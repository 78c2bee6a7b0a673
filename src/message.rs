//! Wire text protocol
//!
//! Plain text over a byte stream. Clients send newline-delimited lines.
//! Prompts are not newline-terminated so the client types right after
//! them; broadcast lines are.

use crate::error::NameRejected;
use crate::types::Timestamp;

/// Sent to a connection refused at admission, right before closing it
pub const CHAT_FULL: &str = "Sorry, the chat is full\n";

/// Banner used when the welcome file cannot be read
pub const DEFAULT_WELCOME: &str = "Welcome to TCP-Chat!\n[ENTER YOUR NAME]: ";

/// Client-facing line for a refused display name
pub fn rejection(reason: &NameRejected) -> &'static str {
    match reason {
        NameRejected::Invalid => "Username is invalid, please enter a new one\n",
        NameRejected::Taken(_) => "Username is taken, please enter a new one\n",
    }
}

/// Input prompt for `name`: `[<time>][<name>]: `
pub fn prompt(at: &Timestamp, name: &str) -> String {
    format!("[{}][{}]: ", at, name)
}

/// Rendered chat line, identical in the transcript and on screen
pub fn chat_line(at: &Timestamp, name: &str, text: &str) -> String {
    format!("[{}][{}]: {}", at, name, text)
}

/// Rendered join notice
pub fn joined(name: &str) -> String {
    format!("{} joined chat", name)
}

/// Rendered leave notice
pub fn left(name: &str) -> String {
    format!("{} has left chat...", name)
}

/// What a recipient sees for a broadcast event: the event text on its own
/// line followed by a fresh prompt carrying the recipient's own name.
pub fn broadcast_frame(text: &str, at: &Timestamp, recipient: &str) -> String {
    format!("\n{}\n{}", text, prompt(at, recipient))
}
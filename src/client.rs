//! Outbound handle for a connected client
//!
//! Every byte written to a connection goes through its `Peer` queue and is
//! drained by a dedicated writer task, so neither the session worker nor
//! the broadcast hub ever blocks on a slow socket.

use tokio::sync::mpsc;

use crate::error::SendError;
use crate::types::ClientId;

/// Sending side of a connection's outbound queue
#[derive(Debug, Clone)]
pub struct Peer {
    /// Connection this queue writes to
    pub id: ClientId,
    /// Server → Client text channel
    sender: mpsc::UnboundedSender<String>,
}

impl Peer {
    /// Create a peer handle and the receiver its writer task drains
    pub fn channel(id: ClientId) -> (Self, mpsc::UnboundedReceiver<String>) {
        let (sender, receiver) = mpsc::unbounded_channel();
        (Self { id, sender }, receiver)
    }

    /// Queue text for this client
    ///
    /// Returns an error if the writer task has stopped (client gone).
    pub fn send(&self, text: impl Into<String>) -> Result<(), SendError> {
        self.sender
            .send(text.into())
            .map_err(|_| SendError::ChannelClosed)
    }
}
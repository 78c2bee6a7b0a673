//! Server configuration
//!
//! No config file and no environment variables: defaults, overridden by a
//! single optional positional port argument.

use std::path::PathBuf;
use std::time::Duration;

use tracing::warn;

use crate::error::AppError;
use crate::message::DEFAULT_WELCOME;
use crate::registry::DEFAULT_CAPACITY;

/// Default listen port
pub const DEFAULT_PORT: u16 = 8989;

/// Event funnel buffer size
pub const CHANNEL_BUFFER_SIZE: usize = 256;

/// Printed when more than one argument is given
pub const USAGE: &str = "[USAGE]: ./TCPChat $port";

#[derive(Debug, Clone)]
pub struct ServerConfig {
    pub port: u16,
    /// Concurrently admitted connections
    pub capacity: usize,
    /// Recreated empty at every start
    pub transcript_path: PathBuf,
    pub welcome_path: PathBuf,
    /// Idle limit for a single line read; `None` never times out
    pub read_timeout: Option<Duration>,
    pub channel_buffer: usize,
}

impl Default for ServerConfig {
    fn default() -> Self {
        Self {
            port: DEFAULT_PORT,
            capacity: DEFAULT_CAPACITY,
            transcript_path: PathBuf::from("txtfiles/data.txt"),
            welcome_path: PathBuf::from("txtfiles/welcome.txt"),
            read_timeout: None,
            channel_buffer: CHANNEL_BUFFER_SIZE,
        }
    }
}

impl ServerConfig {
    /// Address the listener binds to
    pub fn bind_addr(&self) -> String {
        format!("0.0.0.0:{}", self.port)
    }

    /// Read the welcome banner, falling back to the built-in one
    ///
    /// One trailing newline is stripped so the client types right after it.
    pub async fn load_welcome(&self) -> String {
        match tokio::fs::read_to_string(&self.welcome_path).await {
            Ok(text) => text.strip_suffix('\n').unwrap_or(&text).to_string(),
            Err(e) => {
                warn!(
                    "Welcome banner {} unavailable ({}), using built-in banner",
                    self.welcome_path.display(),
                    e
                );
                DEFAULT_WELCOME.to_string()
            }
        }
    }
}

/// Outcome of command line parsing
#[derive(Debug)]
pub struct ParsedArgs {
    pub config: ServerConfig,
    /// Too many arguments were given; print `USAGE` and carry on
    pub usage_hint: bool,
}

/// Parse the arguments following the program name
///
/// Zero arguments keep the default port, one sets it, more than one keeps
/// the default and asks for a usage hint.
pub fn parse_args<I>(args: I) -> Result<ParsedArgs, AppError>
where
    I: IntoIterator<Item = String>,
{
    let args: Vec<String> = args.into_iter().collect();
    let mut config = ServerConfig::default();

    let usage_hint = match args.as_slice() {
        [] => false,
        [port] => {
            config.port = port
                .parse()
                .map_err(|_| AppError::InvalidPort(port.clone()))?;
            false
        }
        _ => true,
    };

    Ok(ParsedArgs { config, usage_hint })
}

#[cfg(test)]
mod tests {
    use super::*;

    fn args(list: &[&str]) -> Vec<String> {
        list.iter().map(|s| s.to_string()).collect()
    }

    #[test]
    fn test_no_args_uses_default_port() {
        let parsed = parse_args(args(&[])).unwrap();
        assert_eq!(parsed.config.port, 8989);
        assert!(!parsed.usage_hint);
    }

    #[test]
    fn test_single_port_argument() {
        let parsed = parse_args(args(&["2525"])).unwrap();
        assert_eq!(parsed.config.port, 2525);
        assert_eq!(parsed.config.bind_addr(), "0.0.0.0:2525");
    }

    #[test]
    fn test_too_many_args_keeps_default() {
        let parsed = parse_args(args(&["2525", "extra"])).unwrap();
        assert_eq!(parsed.config.port, DEFAULT_PORT);
        assert!(parsed.usage_hint);
    }

    #[test]
    fn test_bad_port_is_an_error() {
        let err = parse_args(args(&["chat"])).unwrap_err();
        assert!(matches!(err, AppError::InvalidPort(p) if p == "chat"));
    }

    #[test]
    fn test_defaults() {
        let config = ServerConfig::default();
        assert_eq!(config.capacity, 10);
        assert!(config.read_timeout.is_none());
        assert_eq!(config.transcript_path, PathBuf::from("txtfiles/data.txt"));
    }

    #[tokio::test]
    async fn test_missing_welcome_falls_back() {
        let config = ServerConfig {
            welcome_path: std::env::temp_dir().join(format!("no_such_{}", uuid::Uuid::new_v4())),
            ..ServerConfig::default()
        };
        assert_eq!(config.load_welcome().await, DEFAULT_WELCOME);
    }

    #[tokio::test]
    async fn test_welcome_trailing_newline_stripped() {
        let path = std::env::temp_dir().join(format!("welcome_{}.txt", uuid::Uuid::new_v4()));
        tokio::fs::write(&path, "Hi!\n[ENTER YOUR NAME]: \n").await.unwrap();
        let config = ServerConfig {
            welcome_path: path,
            ..ServerConfig::default()
        };
        assert_eq!(config.load_welcome().await, "Hi!\n[ENTER YOUR NAME]: ");
    }
}
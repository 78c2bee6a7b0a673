//! TCP connection handling
//!
//! Accept loop with admission control, per-connection writer task, and the
//! bootstrap that wires registry, funnel, transcript and hub together.

use std::sync::Arc;

use tokio::io::{AsyncWrite, AsyncWriteExt, BufReader};
use tokio::net::{TcpListener, TcpStream};
use tokio::sync::mpsc;
use tracing::{debug, error, info, warn};

use crate::client::Peer;
use crate::config::ServerConfig;
use crate::error::AppError;
use crate::funnel;
use crate::message;
use crate::registry::{Admission, Registry};
use crate::server::ChatServer;
use crate::session::{Session, SessionContext};
use crate::transcript::Transcript;
use crate::types::ClientId;

/// Start the hub and serve connections from `listener` forever
///
/// Fails only if the transcript cannot be created.
pub async fn run(listener: TcpListener, config: &ServerConfig) -> Result<(), AppError> {
    let transcript = Transcript::create(&config.transcript_path).await?;
    let welcome = config.load_welcome().await;

    let registry = Arc::new(Registry::new(config.capacity));
    let (funnel, inbox) = funnel::channel(config.channel_buffer);
    tokio::spawn(ChatServer::new(registry.clone(), transcript, inbox).run());

    let ctx = SessionContext {
        registry,
        funnel,
        welcome: Arc::from(welcome),
        read_timeout: config.read_timeout,
    };
    serve(listener, ctx).await;
    Ok(())
}

/// Connection accept loop
///
/// Admission is decided here, once per accepted socket, before any
/// per-connection work starts.
pub async fn serve(listener: TcpListener, ctx: SessionContext) {
    loop {
        match listener.accept().await {
            Ok((stream, addr)) => match ctx.registry.admit() {
                Some(admission) => {
                    info!("New connection from {}", addr);
                    let ctx = ctx.clone();
                    tokio::spawn(async move {
                        if let Err(e) = handle_connection(stream, admission, ctx).await {
                            error!("Connection handler error: {}", e);
                        }
                    });
                }
                None => {
                    warn!("Rejecting {}: chat is full", addr);
                    tokio::spawn(reject_full(stream));
                }
            },
            Err(e) => {
                error!("Failed to accept connection: {}", e);
            }
        }
    }
}

/// Handle an admitted TCP connection
///
/// Splits the socket, spawns the writer task and runs the session worker
/// on the read half. Returns once the connection is fully closed.
pub async fn handle_connection(
    stream: TcpStream,
    admission: Admission,
    ctx: SessionContext,
) -> Result<(), AppError> {
    let peer_addr = stream
        .peer_addr()
        .map(|a| a.to_string())
        .unwrap_or_else(|_| "unknown".to_string());

    let client_id = ClientId::new();
    debug!("Client {} connected from {}", client_id, peer_addr);

    let (reader, writer) = stream.into_split();
    let (peer, outbox) = Peer::channel(client_id);
    let write_task = tokio::spawn(write_outbox(outbox, writer));

    let result = Session::new(BufReader::new(reader), peer, admission, ctx)
        .run()
        .await;

    // Ends once the hub has dropped this client's queue too
    if let Err(e) = write_task.await {
        warn!("Write task for client {} failed: {}", client_id, e);
    }
    info!("Client {} disconnected", client_id);

    result
}

/// Drain a client's outbound queue into its socket
///
/// Stops at the first write error; the reader side will notice the dead
/// connection on its own.
async fn write_outbox<W>(mut outbox: mpsc::UnboundedReceiver<String>, mut writer: W)
where
    W: AsyncWrite + Unpin,
{
    while let Some(text) = outbox.recv().await {
        if let Err(e) = writer.write_all(text.as_bytes()).await {
            debug!("Socket write failed, ending write task: {}", e);
            break;
        }
    }
    let _ = writer.shutdown().await;
}

async fn reject_full(mut stream: TcpStream) {
    if let Err(e) = stream.write_all(message::CHAT_FULL.as_bytes()).await {
        debug!("Failed to send capacity notice: {}", e);
    }
    let _ = stream.shutdown().await;
}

- - - - - - -

Task description:
The lines you need are those containing "this"; find them in the records and copy them.

Task answer:
    /// Connection this queue writes to
    /// Queue text for this client
    // Ends once the hub has dropped this client's queue too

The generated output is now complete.